5 Uses of Determinism

Mark S. Miller markm@caplet.com
Thu, 06 May 1999 03:57:42 -0700


The Turing and Von Neumann models of computation are strictly deterministic 
(as is that other Von Neumann model, cellular automata).  In all of these 
systems, given the initial state of a computation and the specification of 
the machine it ran on, one can necessarily deterministically replay the 
computation.

Of course, this is true only because these models idealize-away many of the 
messy issues that plague real computation.  Actors are an alternative 
foundational model of computation that idealizes-in many of the issues that 
these systems idealize-away.

The first such issue, explored by many besides Actors, is the contrast of 
"transformational" vs "reactive" computation.  A compiler is 
transformational: all its inputs exist before it begins, it runs 
deterministically producing output, and terminates.  A compiler that doesn't 
terminate is buggy.  

A calculator is reactive: new inputs come in after it's started, these 
inputs effect both its state and its outputs.  Its outputs may effect what 
further inputs it gets, so these outputs need to be transmitted before 
the calculator terminates.  We do not require the calculator to terminate in 
order to be correct.  Indeed, for a calculator, the opposite is true.  Even 
though you can replay a calculator from a log of its inputs, you cannot 
model a calculator as something that computes from pre-existing inputs, 
since the inputs depend (via the external human) on previous outputs.

Actors are inherently distributed and asynchronous, and so are pervasively 
non-deterministic.  Actors successfully idealize all non-determinism as 
"arrival order non-determinism":  Messages race towards an actor from 
multiple asynchronous sources.  As Einstein would insist, these messages 
had no prior determined intrinsic full order.  Nevertheless, they are 
delivered to the recipient actor in some *partially arbitrary* fully 
serialized order.

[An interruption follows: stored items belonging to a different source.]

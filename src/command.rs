use std::fmt;
use std::time::Duration;

use tokio::sync::mpsc;

use crate::config::TelloConfig;

#[derive(Debug, Clone, Copy, PartialEq, Eq)]
pub enum Direction {
    Up,
    Down,
    Left,
    Right,
    Forward,
    Back,
}

impl Direction {
    fn keyword(&self) -> &'static str {
        match self {
            Direction::Up => "up",
            Direction::Down => "down",
            Direction::Left => "left",
            Direction::Right => "right",
            Direction::Forward => "forward",
            Direction::Back => "back",
        }
    }
}

#[derive(Debug, Clone, Copy, PartialEq, Eq)]
pub enum FlipDirection {
    Left,
    Right,
    Forward,
    Back,
}

impl FlipDirection {
    fn keyword(&self) -> &'static str {
        match self {
            FlipDirection::Left => "l",
            FlipDirection::Right => "r",
            FlipDirection::Forward => "f",
            FlipDirection::Back => "b",
        }
    }
}

/// A position in cm relative to the drone, or to a mission pad when one is
/// given with the command.
#[derive(Debug, Clone, Copy, PartialEq, Eq)]
pub struct Position {
    pub x: i16,
    pub y: i16,
    pub z: i16,
}

impl Position {
    pub fn new(x: i16, y: i16, z: i16) -> Self {
        Self { x, y, z }
    }
}

impl fmt::Display for Position {
    fn fmt(&self, f: &mut fmt::Formatter<'_>) -> fmt::Result {
        write!(f, "{} {} {}", self.x, self.y, self.z)
    }
}

/// One of the eight numbered mission pads.
#[derive(Debug, Clone, Copy, PartialEq, Eq)]
pub struct MissionPad(u8);

impl MissionPad {
    pub fn new(id: u8) -> Option<Self> {
        (1..=8).contains(&id).then_some(Self(id))
    }

    pub fn id(&self) -> u8 {
        self.0
    }
}

impl fmt::Display for MissionPad {
    fn fmt(&self, f: &mut fmt::Formatter<'_>) -> fmt::Result {
        write!(f, "m{}", self.0)
    }
}

/// Which camera(s) look for mission pads.
#[derive(Debug, Clone, Copy, PartialEq, Eq)]
pub enum MissionPadDetection {
    Down = 0,
    Forward = 1,
    Both = 2,
}

#[derive(Debug, Clone, Copy, PartialEq, Eq)]
pub enum VideoFrameRate {
    Low,
    Middle,
    High,
}

#[derive(Debug, Clone, Copy, PartialEq, Eq)]
pub enum VideoResolution {
    Low,
    High,
}

#[derive(Debug, Clone, Copy, PartialEq, Eq)]
pub enum VideoBitrate {
    Auto = 0,
    Mbps1 = 1,
    Mbps2 = 2,
    Mbps3 = 3,
    Mbps4 = 4,
    Mbps5 = 5,
}

/// Reported by `hardware?`: a plain Tello or one with the open source
/// controller (RoboMaster TT) attached.
#[derive(Debug, Clone, Copy, PartialEq, Eq)]
pub enum ControllerHardware {
    Tello,
    OpenSource,
}

impl ControllerHardware {
    pub fn from_response(s: &str) -> Option<Self> {
        match s {
            "TELLO" => Some(ControllerHardware::Tello),
            "RMTT" => Some(ControllerHardware::OpenSource),
            _ => None,
        }
    }
}

/// Everything the drone's text SDK understands.
#[derive(Debug, Clone, PartialEq)]
pub enum TelloCommand {
    EnterSdkMode,
    TakeOff,
    Land,
    StopAndHover,
    EmergencyStop,
    RemoteControl { left_right: i8, forwards_backwards: i8, up_down: i8, yaw: i8 },
    Move { direction: Direction, distance: u16 },
    TurnClockwise(u16),
    TurnCounterClockwise(u16),
    Flip(FlipDirection),
    GoTo { position: Position, speed: u16, mission_pad: Option<MissionPad> },
    CurveTo { via: Position, position: Position, speed: u16, mission_pad: Option<MissionPad> },
    Jump { position: Position, speed: u16, yaw: i16, from: MissionPad, to: MissionPad },
    SetSpeed(u16),
    StartVideo,
    StopVideo,
    EnableMissionPads,
    DisableMissionPads,
    SetMissionPadDetection(MissionPadDetection),
    SetVideoFrameRate(VideoFrameRate),
    SetVideoBitrate(VideoBitrate),
    SetVideoResolution(VideoResolution),
    SetDownVision(bool),
    SetWiFi { ssid: String, password: String },
    JoinAccessPoint { ssid: String, password: String },
    QuerySpeed,
    QueryBattery,
    QueryFlightTime,
    QueryWiFiSignal,
    QuerySdkVersion,
    QuerySerialNumber,
    QueryHardware,
}

impl TelloCommand {
    /// `rc` is the only command the drone never acknowledges.
    pub fn expects_reply(&self) -> bool {
        !matches!(self, TelloCommand::RemoteControl { .. })
    }

    /// Queries answer with a value rather than "ok".
    pub fn is_query(&self) -> bool {
        use TelloCommand::*;
        matches!(
            self,
            QuerySpeed
                | QueryBattery
                | QueryFlightTime
                | QueryWiFiSignal
                | QuerySdkVersion
                | QuerySerialNumber
                | QueryHardware
        )
    }

    /// Positional and curved flights get the long response bound.
    pub fn is_long_running(&self) -> bool {
        matches!(self, TelloCommand::GoTo { .. } | TelloCommand::CurveTo { .. } | TelloCommand::Jump { .. })
    }

    pub fn timeout(&self, config: &TelloConfig) -> Duration {
        if self.is_long_running() {
            config.long_response_timeout()
        } else {
            config.response_timeout()
        }
    }
}

impl fmt::Display for TelloCommand {
    fn fmt(&self, f: &mut fmt::Formatter<'_>) -> fmt::Result {
        use TelloCommand::*;

        match self {
            EnterSdkMode => write!(f, "command"),
            TakeOff => write!(f, "takeoff"),
            Land => write!(f, "land"),
            StopAndHover => write!(f, "stop"),
            EmergencyStop => write!(f, "emergency"),
            RemoteControl { left_right, forwards_backwards, up_down, yaw } => {
                write!(f, "rc {left_right} {forwards_backwards} {up_down} {yaw}")
            }
            Move { direction, distance } => write!(f, "{} {distance}", direction.keyword()),
            TurnClockwise(degrees) => write!(f, "cw {degrees}"),
            TurnCounterClockwise(degrees) => write!(f, "ccw {degrees}"),
            Flip(direction) => write!(f, "flip {}", direction.keyword()),
            GoTo { position, speed, mission_pad } => {
                write!(f, "go {position} {speed}")?;
                if let Some(pad) = mission_pad {
                    write!(f, " {pad}")?;
                }
                Ok(())
            }
            CurveTo { via, position, speed, mission_pad } => {
                write!(f, "curve {via} {position} {speed}")?;
                if let Some(pad) = mission_pad {
                    write!(f, " {pad}")?;
                }
                Ok(())
            }
            Jump { position, speed, yaw, from, to } => write!(f, "jump {position} {speed} {yaw} {from} {to}"),
            SetSpeed(speed) => write!(f, "speed {speed}"),
            StartVideo => write!(f, "streamon"),
            StopVideo => write!(f, "streamoff"),
            EnableMissionPads => write!(f, "mon"),
            DisableMissionPads => write!(f, "moff"),
            SetMissionPadDetection(detection) => write!(f, "mdirection {}", *detection as u8),
            SetVideoFrameRate(rate) => {
                let rate = match rate {
                    VideoFrameRate::Low => "low",
                    VideoFrameRate::Middle => "middle",
                    VideoFrameRate::High => "high",
                };
                write!(f, "setfps {rate}")
            }
            SetVideoBitrate(bitrate) => write!(f, "setbitrate {}", *bitrate as u8),
            SetVideoResolution(resolution) => {
                let resolution = match resolution {
                    VideoResolution::Low => "low",
                    VideoResolution::High => "high",
                };
                write!(f, "setresolution {resolution}")
            }
            SetDownVision(on) => write!(f, "downvision {}", u8::from(*on)),
            SetWiFi { ssid, password } => write!(f, "wifi {ssid} {password}"),
            JoinAccessPoint { ssid, password } => write!(f, "ap {ssid} {password}"),
            QuerySpeed => write!(f, "speed?"),
            QueryBattery => write!(f, "battery?"),
            QueryFlightTime => write!(f, "time?"),
            QueryWiFiSignal => write!(f, "wifi?"),
            QuerySdkVersion => write!(f, "sdk?"),
            QuerySerialNumber => write!(f, "sn?"),
            QueryHardware => write!(f, "hardware?"),
        }
    }
}

/// A command line ready to go out, with the time allowed for its reply.
#[derive(Debug, Clone, PartialEq)]
pub struct Command {
    text: String,
    timeout: Duration,
}

impl Command {
    pub fn new(text: impl Into<String>, timeout: Duration) -> Self {
        Self { text: text.into(), timeout }
    }

    pub fn from_tello(command: &TelloCommand, config: &TelloConfig) -> Self {
        Self::new(command.to_string(), command.timeout(config))
    }

    pub fn text(&self) -> &str {
        &self.text
    }

    pub fn timeout(&self) -> Duration {
        self.timeout
    }
}

pub type TelloCommandSender = mpsc::UnboundedSender<TelloCommand>;
pub type TelloCommandReceiver = mpsc::UnboundedReceiver<TelloCommand>;

pub fn make_tello_command_channel() -> (TelloCommandSender, TelloCommandReceiver) {
    mpsc::unbounded_channel()
}
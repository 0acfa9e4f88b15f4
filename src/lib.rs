//! Async control of the Tello EDU drone over its UDP text SDK.
//!
//! Commands go out on the control port and are matched to the drone's
//! replies in order; state broadcasts and video chunks are received on their
//! own ports and offered as latest values, subscriptions or channels.
//!
//! ```no_run
//! use tello_link::{Tello, Result};
//!
//! # async fn fly() -> Result<()> {
//! let drone = Tello::new()
//!     .wait_for_wifi().await?;
//!
//! let drone = drone.connect().await?;
//!
//! drone.take_off().await?;
//! drone.turn_clockwise(360).await?;
//! drone.land().await?;
//! # Ok(())
//! # }
//! ```

mod channel;
mod command;
mod config;
mod errors;
mod feed;
mod options;
mod response;
mod state;
mod tello;
mod video;
pub mod wifi;

pub use channel::{CommandChannel, ConnectionState, ErrorAction, ErrorInterceptor};
pub use command::{
    Command, ControllerHardware, Direction, FlipDirection, MissionPad, MissionPadDetection, Position, TelloCommand,
    TelloCommandReceiver, TelloCommandSender, VideoBitrate, VideoFrameRate, VideoResolution,
};
pub use config::{TelloConfig, CONTROL_UDP_PORT, DEFAULT_DRONE_HOST, STATE_UDP_PORT, VIDEO_UDP_PORT};
pub use errors::{Result, TelloError};
pub use feed::{Feed, Subscription};
pub use options::TelloOptions;
pub use state::{Range, StateListener, StateSink, TelloState, TelloStateReceiver, TelloStateSender, Vector3};
pub use tello::{Connected, Disconnected, NoWifi, Tello};
pub use video::{
    FrameAssembler, TelloVideoFrame, TelloVideoReceiver, TelloVideoSender, VideoListener, VideoSink, MAX_CHUNK_SIZE,
    VIDEO_HEIGHT, VIDEO_WIDTH,
};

In order to replay an actor, you not only need the 
messages sent to it by the external world, you need to know how these races 
were resolved.

An E Vat is a lot like an Actor, and at Vat-to-Vat granularity, E 
computation is a lot like Actor computation.  Within a Vat we have 
approximately the singly threaded synchronous deterministic world of Von 
Neumann.  It seems this is a good enough approximation that we could, under 
constrained but useful circumstances, arrange to segregate all the 
non-deterministic inputs to a Vat (or a subgraph of objects within a Vat) 
such that the remainder of the Vat's computation is deterministically 
replayable from these non-deterministic inputs.  Why might we want to 
*eventually* do this?


1) Cheaper Commitment.

Databases often use this technique by writing a "transaction log".  Once a 
transaction request has been successfully logged, the transaction can be 
committed even though a crash may destroy its result state, given that the 
transaction can be deterministically reproduced from the logged request.  I 
first saw this technique applied to committing general purpose 
computation by Rob Strom: Do a full checkpoint occasionally, and cheaply  
log inputs until you take the next checkpoint.  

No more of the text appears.